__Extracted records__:
//! Hierarchy Visualizer
//!
//! Host-side controller around [`HierarchyTreeWidget`]. It owns the three
//! hierarchies a session juggles and decides what the widget shows:
//!
//! ```text
//! original   - full hierarchy as loaded, never modified
//! contextual - baseline set by an unscoped detection (e.g. a user search)
//! current    - what the widget is showing right now
//! ```
//!
//! Detection results arrive as [`DetectionEvent`]s. Each one is filtered
//! against the contextual hierarchy (or the original when there is none) and
//! pushed into the widget fully expanded.

mod notifications;

pub use notifications::{Notification, NotificationQueue, NotificationVariant};

use egui::Vec2;
use serde::Deserialize;
use tracing::{debug, info};

use ps_lab_graph::{HierarchyTreeWidget, TreeEvent, TreeSettings};
use ps_lab_types::{DetectionResult, FilterPayload, HighlightedIds, Node, RawNode};

use crate::error::reduce_errors;
use crate::hierarchy_filter::{collect_ids, filter};

/// Scroll offset past which the scroll-to-top affordance appears
pub const SCROLL_BUTTON_THRESHOLD: f32 = 300.0;

const NO_MATCHES_MESSAGE: &str = "No matching items found for the applied filter.";

/// Whether the last bulk action expanded or collapsed the tree
#[derive(Debug, Clone, Copy, PartialEq, Eq, Default)]
pub enum ExpansionState {
    #[default]
    Collapsed,
    Expanded,
}

/// A detection response paired with the query that produced it
#[derive(Debug, Clone, Default, PartialEq, Deserialize)]
#[serde(rename_all = "camelCase")]
pub struct DetectionEvent {
    pub permission_sets: DetectionResult,
    #[serde(default)]
    pub payload: FilterPayload,
}

impl DetectionEvent {
    pub fn new(permission_sets: DetectionResult, payload: FilterPayload) -> Self {
        Self {
            permission_sets,
            payload,
        }
    }
}

pub struct HierarchyVisualizer {
    settings: TreeSettings,
    original: Option<Node>,
    contextual: Option<Node>,
    current: Option<Node>,
    chart: Option<HierarchyTreeWidget>,
    expansion: ExpansionState,
    loading: bool,
    show_scroll_button: bool,
    scroll_to_top_requested: bool,
    notifications: NotificationQueue,
}

impl Default for HierarchyVisualizer {
    fn default() -> Self {
        Self::new()
    }
}

impl HierarchyVisualizer {
    pub fn new() -> Self {
        Self::with_settings(ps_lab_graph::global_settings().clone())
    }

    pub fn with_settings(settings: TreeSettings) -> Self {
        Self {
            settings,
            original: None,
            contextual: None,
            current: None,
            chart: None,
            expansion: ExpansionState::Collapsed,
            loading: true,
            show_scroll_button: false,
            scroll_to_top_requested: false,
            notifications: NotificationQueue::default(),
        }
    }

    // =========================================================================
    // LIFECYCLE
    // =========================================================================

    /// Accept the result of the hierarchy request.
    ///
    /// `Ok(None)` and `Err(_)` leave the visualizer without data and record
    /// an error notification.
    pub fn load<E: std::fmt::Display>(&mut self, result: Result<Option<Node>, E>) {
        self.loading = false;
        match result {
            Ok(Some(hierarchy)) => {
                info!(nodes = hierarchy.subtree_len(), "hierarchy loaded");
                self.original = Some(hierarchy.clone());
                self.current = Some(hierarchy.clone());
                if let Some(chart) = self.chart.as_mut() {
                    chart.update(hierarchy, HighlightedIds::new());
                }
            }
            Ok(None) => self
                .notifications
                .push(Notification::error("Data Error", "No hierarchy data returned.")),
            Err(error) => self.notifications.push(Notification::error(
                "Initialization Failed",
                reduce_errors([error]),
            )),
        }
    }

    /// Create the chart for a surface of `dimensions` once data is present.
    ///
    /// Returns `true` when the chart was created by this call.
    pub fn attach(&mut self, dimensions: Vec2) -> bool {
        if self.chart.is_some() {
            return false;
        }
        let Some(current) = self.current.clone() else {
            return false;
        };
        let mut chart = HierarchyTreeWidget::with_settings(self.settings.clone());
        chart.initialize(dimensions, current);
        self.chart = Some(chart);
        true
    }

    // =========================================================================
    // USER ACTIONS
    // =========================================================================

    pub fn toggle_expansion(&mut self) {
        let Some(chart) = self.chart.as_mut() else {
            return;
        };
        self.expansion = match self.expansion {
            ExpansionState::Collapsed => {
                chart.expand_all();
                ExpansionState::Expanded
            }
            ExpansionState::Expanded => {
                chart.collapse_all();
                ExpansionState::Collapsed
            }
        };
    }

    pub fn toggle_button_label(&self) -> &'static str {
        match self.expansion {
            ExpansionState::Collapsed => "Expand All",
            ExpansionState::Expanded => "Collapse All",
        }
    }

    /// Show the part of the hierarchy a detection response is about
    pub fn handle_detection(&mut self, event: DetectionEvent) {
        let DetectionEvent {
            permission_sets,
            payload,
        } = event;
        if self.original.is_none() {
            debug!("detection ignored: no hierarchy loaded");
            return;
        }

        let (filtered, highlighted) = if payload.is_empty() {
            // Unscoped detection: the response itself becomes the baseline
            let highlighted = collect_ids(&permission_sets);
            let contextual = self.detection_tree(permission_sets);
            self.contextual = Some(contextual.clone());
            (Some(contextual), highlighted)
        } else {
            let base = self.contextual.as_ref().or(self.original.as_ref());
            let outcome = filter(base, &permission_sets, &payload);
            (outcome.filtered_tree, outcome.highlighted_ids)
        };

        match filtered.filter(Node::has_children) {
            Some(tree) => {
                self.current = Some(tree.clone());
                if let Some(chart) = self.chart.as_mut() {
                    chart.update(tree, highlighted);
                    chart.expand_all();
                }
                self.expansion = ExpansionState::Expanded;
            }
            None => {
                self.notifications
                    .push(Notification::info("Info", NO_MATCHES_MESSAGE));
                let empty = self.empty_hierarchy();
                self.current = Some(empty.clone());
                if let Some(chart) = self.chart.as_mut() {
                    chart.update(empty, HighlightedIds::new());
                }
            }
        }
    }

    /// Forget the contextual baseline; later detections filter the original
    pub fn clear_context(&mut self) {
        self.contextual = None;
    }

    /// Show the full original hierarchy again
    pub fn reset_filters(&mut self) {
        let Some(original) = self.original.clone() else {
            return;
        };
        self.current = Some(original.clone());
        if let Some(chart) = self.chart.as_mut() {
            chart.update(original, HighlightedIds::new());
        }
        self.expansion = ExpansionState::Collapsed;
        self.notifications.push(Notification::info(
            "Info",
            "Filters Reset. Displaying full hierarchy.",
        ));
    }

    /// The original root with no children (an unnamed root before loading)
    pub fn empty_hierarchy(&self) -> Node {
        self.original
            .as_ref()
            .map(Node::leaf_copy)
            .unwrap_or_else(|| Node::root("", Vec::new()))
    }

    /// Scroll position of the hosting container changed
    pub fn handle_scroll(&mut self, scroll_top: f32) {
        if let Some(chart) = self.chart.as_mut() {
            chart.hide_tooltip();
        }
        self.show_scroll_button = scroll_top > SCROLL_BUTTON_THRESHOLD;
    }

    pub fn scroll_to_top(&mut self) {
        self.scroll_to_top_requested = true;
        self.show_scroll_button = false;
    }

    /// Whether a scroll-to-top was requested since the last call
    pub fn take_scroll_to_top(&mut self) -> bool {
        std::mem::take(&mut self.scroll_to_top_requested)
    }

    pub fn take_notifications(&mut self) -> Vec<Notification> {
        self.notifications.drain()
    }

    pub fn take_tree_events(&mut self) -> Vec<TreeEvent> {
        self.chart
            .as_mut()
            .map(HierarchyTreeWidget::take_events)
            .unwrap_or_default()
    }

    // =========================================================================
    // INSPECTION
    // =========================================================================

    pub fn original(&self) -> Option<&Node> {
        self.original.as_ref()
    }

    pub fn contextual(&self) -> Option<&Node> {
        self.contextual.as_ref()
    }

    pub fn current(&self) -> Option<&Node> {
        self.current.as_ref()
    }

    pub fn chart(&self) -> Option<&HierarchyTreeWidget> {
        self.chart.as_ref()
    }

    pub fn chart_mut(&mut self) -> Option<&mut HierarchyTreeWidget> {
        self.chart.as_mut()
    }

    pub fn expansion(&self) -> ExpansionState {
        self.expansion
    }

    pub fn is_loading(&self) -> bool {
        self.loading
    }

    pub fn show_scroll_button(&self) -> bool {
        self.show_scroll_button
    }

    pub fn notifications(&self) -> &[Notification] {
        self.notifications.pending()
    }

    /// Single entry: that entry is the root. Several: a copy of the original
    /// root holds them.
    fn detection_tree(&self, permission_sets: DetectionResult) -> Node {
        let mut entries = permission_sets.into_entries();
        if entries.len() == 1 {
            if let Some(entry) = entries.pop() {
                return Node::from_raw(entry);
            }
        }
        let root_name = self
            .original
            .as_ref()
            .map(|root| root.name().to_string())
            .unwrap_or_default();
        Node::from_raw(RawNode::named(root_name).with_children(entries))
    }

    // =========================================================================
    // EGUI
    // =========================================================================

    /// Toolbar plus the scrollable chart
    pub fn ui(&mut self, ui: &mut egui::Ui) {
        if self.loading {
            ui.centered_and_justified(|ui| ui.spinner());
            return;
        }

        ui.horizontal(|ui| {
            let enabled = self.chart.is_some();
            if ui
                .add_enabled(enabled, egui::Button::new(self.toggle_button_label()))
                .clicked()
            {
                self.toggle_expansion();
            }
            if ui
                .add_enabled(self.original.is_some(), egui::Button::new("Reset"))
                .clicked()
            {
                self.reset_filters();
            }
            if self.show_scroll_button && ui.button("Scroll to Top").clicked() {
                self.scroll_to_top();
            }
        });
        ui.separator();

        if self.chart.is_none() {
            self.attach(ui.available_size());
        }

        let mut area = egui::ScrollArea::vertical().auto_shrink([false, false]);
        if self.take_scroll_to_top() {
            area = area.vertical_scroll_offset(0.0);
        }
        let output = area.show(ui, |ui| match self.chart.as_mut() {
            Some(chart) => {
                chart.ui(ui);
            }
            None => {
                ui.label("No hierarchy loaded");
            }
        });

        let scroll_top = output.state.offset.y;
        let was_shown = self.show_scroll_button;
        if (scroll_top > SCROLL_BUTTON_THRESHOLD) != was_shown {
            self.handle_scroll(scroll_top);
        }
    }
}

__YOUR INSTRUCTIONS__: Within the entries, how many lines contain the word "HighlightedIds"? Answer with a number alone.

__OUTPUT OF THE TASK__: 4